> [GIVEN DATA]:
* * * * * * * * *
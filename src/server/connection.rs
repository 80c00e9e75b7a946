//! Connection Module
//!
//! Line-oriented command protocol served over a TCP stream.
//!
//! A worker drives one connection at a time through this handler: read a
//! line, parse it into a command, run it against the shared store, write
//! one reply line. The connection closes on peer disconnect, a read
//! error, or a failed authentication attempt.

use serde::Serialize;
use tokio::io::{AsyncBufReadExt, AsyncWriteExt, BufReader};
use tokio::net::tcp::OwnedWriteHalf;
use tokio::net::TcpStream;
use tracing::{debug, warn};

use crate::error::CacheError;
use crate::server::ServerState;

// == Command ==
/// A parsed protocol command.
#[derive(Debug, Clone, PartialEq, Eq)]
pub enum Command {
    /// Store a key-value pair
    Set { key: String, value: String },
    /// Fetch a value by key
    Get { key: String },
    /// Remove a key
    Del { key: String },
    /// Sample the store and queue counters
    Stats,
    /// Authenticate the connection
    Auth { password: String },
}

// == Parsing ==
/// Parses one input line into a command.
///
/// Returns None for blank lines (silently skipped). A malformed command
/// yields the error reply to send back; the connection stays open.
/// Verbs are case-insensitive.
fn parse_command(line: &str) -> Option<std::result::Result<Command, String>> {
    let parts: Vec<&str> = line.split_whitespace().collect();
    let verb = parts.first()?;

    Some(match verb.to_ascii_uppercase().as_str() {
        "SET" => {
            if parts.len() < 3 {
                Err("ERROR: SET requires key and value".to_string())
            } else {
                Ok(Command::Set {
                    key: parts[1].to_string(),
                    // The value may contain spaces
                    value: parts[2..].join(" "),
                })
            }
        }
        "GET" => {
            if parts.len() < 2 {
                Err("ERROR: GET requires key".to_string())
            } else {
                Ok(Command::Get {
                    key: parts[1].to_string(),
                })
            }
        }
        "DEL" => {
            if parts.len() < 2 {
                Err("ERROR: DEL requires key".to_string())
            } else {
                Ok(Command::Del {
                    key: parts[1].to_string(),
                })
            }
        }
        "STATS" => Ok(Command::Stats),
        "AUTH" => Ok(Command::Auth {
            password: parts.get(1).unwrap_or(&"").to_string(),
        }),
        _ => Err("ERROR: unknown command".to_string()),
    })
}

// == Execution ==
/// Runs a command against the store and renders the reply line.
fn execute(state: &ServerState, command: Command) -> String {
    match command {
        Command::Set { key, value } => {
            state.store.set(&key, &value);
            "OK".to_string()
        }
        Command::Get { key } => match state.store.get(&key) {
            Ok(value) => value,
            Err(CacheError::NotFound(_)) => "ERROR: key not found".to_string(),
        },
        Command::Del { key } => {
            state.store.delete(&key);
            "OK".to_string()
        }
        Command::Stats => stats_reply(state),
        // AUTH outside the handshake is not a command
        Command::Auth { .. } => "ERROR: unknown command".to_string(),
    }
}

/// One-line JSON snapshot of the aggregate counters and queue depth.
#[derive(Debug, Serialize)]
struct StatsReply {
    sets: u64,
    hits: u64,
    misses: u64,
    deletes: u64,
    evictions: u64,
    entries: usize,
    hit_rate: f64,
    queue_depth: usize,
}

fn stats_reply(state: &ServerState) -> String {
    let stats = state.store.stats();
    let reply = StatsReply {
        sets: stats.sets,
        hits: stats.hits,
        misses: stats.misses,
        deletes: stats.deletes,
        evictions: stats.evictions,
        entries: stats.entries,
        hit_rate: stats.hit_rate(),
        queue_depth: state.queue_depth.get(),
    };
    serde_json::to_string(&reply).unwrap_or_else(|_| "ERROR: stats unavailable".to_string())
}

// == Connection Handler ==
/// Processes a client connection to completion.
///
/// Reads commands line by line until the peer closes or a fatal protocol
/// condition occurs. When authentication is enabled the connection must
/// present `AUTH <password>` before any other command; a wrong password
/// closes the connection.
pub async fn handle_connection(stream: TcpStream, state: ServerState) {
    let peer = stream
        .peer_addr()
        .map(|addr| addr.to_string())
        .unwrap_or_else(|_| "unknown".to_string());

    let (reader, mut writer) = stream.into_split();
    let mut lines = BufReader::new(reader).lines();
    let mut authenticated = state.auth_password.is_none();

    loop {
        let line = match lines.next_line().await {
            Ok(Some(line)) => line,
            Ok(None) => break,
            Err(err) => {
                warn!("connection error from {}: {}", peer, err);
                break;
            }
        };

        let command = match parse_command(&line) {
            None => continue,
            Some(Ok(command)) => command,
            Some(Err(reply)) => {
                if write_line(&mut writer, &reply).await.is_err() {
                    break;
                }
                continue;
            }
        };

        // Require authentication before anything else when enabled
        if !authenticated {
            match command {
                Command::Auth { password } => {
                    if state.auth_password.as_deref() == Some(password.as_str()) {
                        authenticated = true;
                        if write_line(&mut writer, "OK").await.is_err() {
                            break;
                        }
                    } else {
                        // Close the connection on failed auth
                        let _ = write_line(&mut writer, "ERROR: invalid password").await;
                        break;
                    }
                }
                _ => {
                    let reply = "ERROR: authentication required";
                    if write_line(&mut writer, reply).await.is_err() {
                        break;
                    }
                }
            }
            continue;
        }

        let reply = execute(&state, command);
        if write_line(&mut writer, &reply).await.is_err() {
            break;
        }
    }

    debug!("connection from {} closed", peer);
}

async fn write_line(writer: &mut OwnedWriteHalf, line: &str) -> std::io::Result<()> {
    writer.write_all(line.as_bytes()).await?;
    writer.write_all(b"\n").await
}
* * * * * * * * *
> [TASK REQUIREMENTS]: Reproduce the data, keeping every line exactly the same.

> [FINAL ANSWER]:
filename src/server/connection.rs
repository 80c00e9e75b7a946
//! Connection Module
//!
//! Line-oriented command protocol served over a TCP stream.
//!
//! A worker drives one connection at a time through this handler: read a
//! line, parse it into a command, run it against the shared store, write
//! one reply line. The connection closes on peer disconnect, a read
//! error, or a failed authentication attempt.

use serde::Serialize;
use tokio::io::{AsyncBufReadExt, AsyncWriteExt, BufReader};
use tokio::net::tcp::OwnedWriteHalf;
use tokio::net::TcpStream;
use tracing::{debug, warn};

use crate::error::CacheError;
use crate::server::ServerState;

// == Command ==
/// A parsed protocol command.
#[derive(Debug, Clone, PartialEq, Eq)]
pub enum Command {
    /// Store a key-value pair
    Set { key: String, value: String },
    /// Fetch a value by key
    Get { key: String },
    /// Remove a key
    Del { key: String },
    /// Sample the store and queue counters
    Stats,
    /// Authenticate the connection
    Auth { password: String },
}

// == Parsing ==
/// Parses one input line into a command.
///
/// Returns None for blank lines (silently skipped). A malformed command
/// yields the error reply to send back; the connection stays open.
/// Verbs are case-insensitive.
fn parse_command(line: &str) -> Option<std::result::Result<Command, String>> {
    let parts: Vec<&str> = line.split_whitespace().collect();
    let verb = parts.first()?;

    Some(match verb.to_ascii_uppercase().as_str() {
        "SET" => {
            if parts.len() < 3 {
                Err("ERROR: SET requires key and value".to_string())
            } else {
                Ok(Command::Set {
                    key: parts[1].to_string(),
                    // The value may contain spaces
                    value: parts[2..].join(" "),
                })
            }
        }
        "GET" => {
            if parts.len() < 2 {
                Err("ERROR: GET requires key".to_string())
            } else {
                Ok(Command::Get {
                    key: parts[1].to_string(),
                })
            }
        }
        "DEL" => {
            if parts.len() < 2 {
                Err("ERROR: DEL requires key".to_string())
            } else {
                Ok(Command::Del {
                    key: parts[1].to_string(),
                })
            }
        }
        "STATS" => Ok(Command::Stats),
        "AUTH" => Ok(Command::Auth {
            password: parts.get(1).unwrap_or(&"").to_string(),
        }),
        _ => Err("ERROR: unknown command".to_string()),
    })
}

// == Execution ==
/// Runs a command against the store and renders the reply line.
fn execute(state: &ServerState, command: Command) -> String {
    match command {
        Command::Set { key, value } => {
            state.store.set(&key, &value);
            "OK".to_string()
        }
        Command::Get { key } => match state.store.get(&key) {
            Ok(value) => value,
            Err(CacheError::NotFound(_)) => "ERROR: key not found".to_string(),
        },
        Command::Del { key } => {
            state.store.delete(&key);
            "OK".to_string()
        }
        Command::Stats => stats_reply(state),
        // AUTH outside the handshake is not a command
        Command::Auth { .. } => "ERROR: unknown command".to_string(),
    }
}

/// One-line JSON snapshot of the aggregate counters and queue depth.
#[derive(Debug, Serialize)]
struct StatsReply {
    sets: u64,
    hits: u64,
    misses: u64,
    deletes: u64,
    evictions: u64,
    entries: usize,
    hit_rate: f64,
    queue_depth: usize,
}

fn stats_reply(state: &ServerState) -> String {
    let stats = state.store.stats();
    let reply = StatsReply {
        sets: stats.sets,
        hits: stats.hits,
        misses: stats.misses,
        deletes: stats.deletes,
        evictions: stats.evictions,
        entries: stats.entries,
        hit_rate: stats.hit_rate(),
        queue_depth: state.queue_depth.get(),
    };
    serde_json::to_string(&reply).unwrap_or_else(|_| "ERROR: stats unavailable".to_string())
}

// == Connection Handler ==
/// Processes a client connection to completion.
///
/// Reads commands line by line until the peer closes or a fatal protocol
/// condition occurs. When authentication is enabled the connection must
/// present `AUTH <password>` before any other command; a wrong password
/// closes the connection.
pub async fn handle_connection(stream: TcpStream, state: ServerState) {
    let peer = stream
        .peer_addr()
        .map(|addr| addr.to_string())
        .unwrap_or_else(|_| "unknown".to_string());

    let (reader, mut writer) = stream.into_split();
    let mut lines = BufReader::new(reader).lines();
    let mut authenticated = state.auth_password.is_none();

    loop {
        let line = match lines.next_line().await {
            Ok(Some(line)) => line,
            Ok(None) => break,
            Err(err) => {
                warn!("connection error from {}: {}", peer, err);
                break;
            }
        };

        let command = match parse_command(&line) {
            None => continue,
            Some(Ok(command)) => command,
            Some(Err(reply)) => {
                if write_line(&mut writer, &reply).await.is_err() {
                    break;
                }
                continue;
            }
        };

        // Require authentication before anything else when enabled
        if !authenticated {
            match command {
                Command::Auth { password } => {
                    if state.auth_password.as_deref() == Some(password.as_str()) {
                        authenticated = true;
                        if write_line(&mut writer, "OK").await.is_err() {
                            break;
                        }
                    } else {
                        // Close the connection on failed auth
                        let _ = write_line(&mut writer, "ERROR: invalid password").await;
                        break;
                    }
                }
                _ => {
                    let reply = "ERROR: authentication required";
                    if write_line(&mut writer, reply).await.is_err() {
                        break;
                    }
                }
            }
            continue;
        }

        let reply = execute(&state, command);
        if write_line(&mut writer, &reply).await.is_err() {
            break;
        }
    }

    debug!("connection from {} closed", peer);
}

async fn write_line(writer: &mut OwnedWriteHalf, line: &str) -> std::io::Result<()> {
    writer.write_all(line.as_bytes()).await?;
    writer.write_all(b"\n").await
}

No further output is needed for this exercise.